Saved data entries
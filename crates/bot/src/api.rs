use async_trait::async_trait;
use secrecy::{ExposeSecret, SecretString};
use serde::de::DeserializeOwned;
use serde::Deserialize;
use serde_json::{json, Value};
use thiserror::Error;
use tokio::sync::Mutex;

use automarket_core::domain::user::ChatId;

use crate::keyboards::InlineKeyboard;

#[derive(Debug, Error)]
pub enum ApiError {
    #[error("telegram transport error: {0}")]
    Transport(String),
    #[error("telegram rejected the call: {0}")]
    Rejected(String),
}

impl From<reqwest::Error> for ApiError {
    fn from(error: reqwest::Error) -> Self {
        Self::Transport(error.to_string())
    }
}

#[derive(Clone, Debug, PartialEq, Eq, Deserialize)]
pub struct BotProfile {
    pub id: i64,
    pub username: String,
}

/// Outgoing Bot API surface. Handlers depend on this trait so tests can run
/// against the recording double instead of the network.
#[async_trait]
pub trait TelegramApi: Send + Sync {
    async fn send_message(
        &self,
        chat_id: ChatId,
        text: &str,
        keyboard: Option<InlineKeyboard>,
    ) -> Result<(), ApiError>;

    async fn edit_message_text(
        &self,
        chat_id: ChatId,
        message_id: i64,
        text: &str,
        keyboard: Option<InlineKeyboard>,
    ) -> Result<(), ApiError>;

    async fn send_photo(
        &self,
        chat_id: ChatId,
        photo_url: &str,
        caption: &str,
        keyboard: Option<InlineKeyboard>,
    ) -> Result<(), ApiError>;

    async fn answer_callback_query(&self, callback_query_id: &str) -> Result<(), ApiError>;

    async fn set_webhook(&self, url: &str) -> Result<(), ApiError>;

    async fn delete_webhook(&self) -> Result<(), ApiError>;

    async fn get_me(&self) -> Result<BotProfile, ApiError>;
}

/// HTTPS client against `api.telegram.org`. Every text goes out with HTML
/// parse mode, matching how the message table is written.
pub struct HttpTelegramApi {
    client: reqwest::Client,
    base_url: String,
}

impl HttpTelegramApi {
    pub fn new(bot_token: &SecretString) -> Self {
        Self::with_api_root(bot_token, "https://api.telegram.org")
    }

    pub fn with_api_root(bot_token: &SecretString, api_root: &str) -> Self {
        Self {
            client: reqwest::Client::new(),
            base_url: format!("{}/bot{}", api_root.trim_end_matches('/'), bot_token.expose_secret()),
        }
    }

    async fn call<T: DeserializeOwned>(&self, method: &str, payload: Value) -> Result<T, ApiError> {
        let url = format!("{}/{method}", self.base_url);
        let response = self.client.post(&url).json(&payload).send().await?;
        let body: ApiResponse<T> = response.json().await?;

        if !body.ok {
            return Err(ApiError::Rejected(
                body.description.unwrap_or_else(|| format!("{method} failed without description")),
            ));
        }
        body.result.ok_or_else(|| ApiError::Rejected(format!("{method} returned no result")))
    }
}

#[derive(Deserialize)]
struct ApiResponse<T> {
    ok: bool,
    #[serde(default)]
    description: Option<String>,
    #[serde(default = "Option::default")]
    result: Option<T>,
}

#[async_trait]
impl TelegramApi for HttpTelegramApi {
    async fn send_message(
        &self,
        chat_id: ChatId,
        text: &str,
        keyboard: Option<InlineKeyboard>,
    ) -> Result<(), ApiError> {
        let mut payload = json!({
            "chat_id": chat_id.0,
            "text": text,
            "parse_mode": "HTML",
        });
        if let Some(keyboard) = keyboard {
            payload["reply_markup"] = serde_json::to_value(keyboard)
                .map_err(|error| ApiError::Transport(error.to_string()))?;
        }

        self.call::<Value>("sendMessage", payload).await.map(|_| ())
    }

    async fn edit_message_text(
        &self,
        chat_id: ChatId,
        message_id: i64,
        text: &str,
        keyboard: Option<InlineKeyboard>,
    ) -> Result<(), ApiError> {
        let mut payload = json!({
            "chat_id": chat_id.0,
            "message_id": message_id,
            "text": text,
            "parse_mode": "HTML",
        });
        if let Some(keyboard) = keyboard {
            payload["reply_markup"] = serde_json::to_value(keyboard)
                .map_err(|error| ApiError::Transport(error.to_string()))?;
        }

        self.call::<Value>("editMessageText", payload).await.map(|_| ())
    }

    async fn send_photo(
        &self,
        chat_id: ChatId,
        photo_url: &str,
        caption: &str,
        keyboard: Option<InlineKeyboard>,
    ) -> Result<(), ApiError> {
        let mut payload = json!({
            "chat_id": chat_id.0,
            "photo": photo_url,
            "caption": caption,
            "parse_mode": "HTML",
        });
        if let Some(keyboard) = keyboard {
            payload["reply_markup"] = serde_json::to_value(keyboard)
                .map_err(|error| ApiError::Transport(error.to_string()))?;
        }

        self.call::<Value>("sendPhoto", payload).await.map(|_| ())
    }

    async fn answer_callback_query(&self, callback_query_id: &str) -> Result<(), ApiError> {
        self.call::<Value>(
            "answerCallbackQuery",
            json!({ "callback_query_id": callback_query_id }),
        )
        .await
        .map(|_| ())
    }

    async fn set_webhook(&self, url: &str) -> Result<(), ApiError> {
        self.call::<Value>("setWebhook", json!({ "url": url })).await.map(|_| ())
    }

    async fn delete_webhook(&self) -> Result<(), ApiError> {
        self.call::<Value>("deleteWebhook", json!({})).await.map(|_| ())
    }

    async fn get_me(&self) -> Result<BotProfile, ApiError> {
        self.call("getMe", json!({})).await
    }
}

/// Every outgoing call a test double observed.
#[derive(Clone, Debug, PartialEq, Eq)]
pub enum ApiCall {
    Message { chat_id: i64, text: String, keyboard: Option<InlineKeyboard> },
    Edit { chat_id: i64, message_id: i64, text: String, keyboard: Option<InlineKeyboard> },
    Photo { chat_id: i64, photo_url: String, caption: String, keyboard: Option<InlineKeyboard> },
    CallbackAnswered(String),
    WebhookSet(String),
    WebhookDeleted,
}

#[derive(Default)]
pub struct RecordingTelegramApi {
    calls: Mutex<Vec<ApiCall>>,
}

impl RecordingTelegramApi {
    pub fn new() -> Self {
        Self::default()
    }

    pub async fn calls(&self) -> Vec<ApiCall> {
        self.calls.lock().await.clone()
    }

    /// Texts of plain messages sent to one chat, in order.
    pub async fn texts_for(&self, chat_id: ChatId) -> Vec<String> {
        self.calls
            .lock()
            .await
            .iter()
            .filter_map(|call| match call {
                ApiCall::Message { chat_id: target, text, .. } if *target == chat_id.0 => {
                    Some(text.clone())
                }
                _ => None,
            })
            .collect()
    }
}

#[async_trait]
impl TelegramApi for RecordingTelegramApi {
    async fn send_message(
        &self,
        chat_id: ChatId,
        text: &str,
        keyboard: Option<InlineKeyboard>,
    ) -> Result<(), ApiError> {
        self.calls.lock().await.push(ApiCall::Message {
            chat_id: chat_id.0,
            text: text.to_string(),
            keyboard,
        });
        Ok(())
    }

    async fn edit_message_text(
        &self,
        chat_id: ChatId,
        message_id: i64,
        text: &str,
        keyboard: Option<InlineKeyboard>,
    ) -> Result<(), ApiError> {
        self.calls.lock().await.push(ApiCall::Edit {
            chat_id: chat_id.0,
            message_id,
            text: text.to_string(),
            keyboard,
        });
        Ok(())
    }

    async fn send_photo(
        &self,
        chat_id: ChatId,
        photo_url: &str,
        caption: &str,
        keyboard: Option<InlineKeyboard>,
    ) -> Result<(), ApiError> {
        self.calls.lock().await.push(ApiCall::Photo {
            chat_id: chat_id.0,
            photo_url: photo_url.to_string(),
            caption: caption.to_string(),
            keyboard,
        });
        Ok(())
    }

    async fn answer_callback_query(&self, callback_query_id: &str) -> Result<(), ApiError> {
        self.calls.lock().await.push(ApiCall::CallbackAnswered(callback_query_id.to_string()));
        Ok(())
    }

    async fn set_webhook(&self, url: &str) -> Result<(), ApiError> {
        self.calls.lock().await.push(ApiCall::WebhookSet(url.to_string()));
        Ok(())
    }

    async fn delete_webhook(&self) -> Result<(), ApiError> {
        self.calls.lock().await.push(ApiCall::WebhookDeleted);
        Ok(())
    }

    async fn get_me(&self) -> Result<BotProfile, ApiError> {
        Ok(BotProfile { id: 42, username: "automarket_demo_bot".to_string() })
    }
}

**TRY IT**.
Starting with the line with "pub fn with_api_root(bot_token: &SecretString, api_root: &str)" above and going on through the line with "#[serde(default)]", transcribe every line exactly, both ends included, and add nothing.

**SOLVED EXERCISE**.
    pub fn with_api_root(bot_token: &SecretString, api_root: &str) -> Self {
        Self {
            client: reqwest::Client::new(),
            base_url: format!("{}/bot{}", api_root.trim_end_matches('/'), bot_token.expose_secret()),
        }
    }

    async fn call<T: DeserializeOwned>(&self, method: &str, payload: Value) -> Result<T, ApiError> {
        let url = format!("{}/{method}", self.base_url);
        let response = self.client.post(&url).json(&payload).send().await?;
        let body: ApiResponse<T> = response.json().await?;

        if !body.ok {
            return Err(ApiError::Rejected(
                body.description.unwrap_or_else(|| format!("{method} failed without description")),
            ));
        }
        body.result.ok_or_else(|| ApiError::Rejected(format!("{method} returned no result")))
    }
}

#[derive(Deserialize)]
struct ApiResponse<T> {
    ok: bool,
    #[serde(default)]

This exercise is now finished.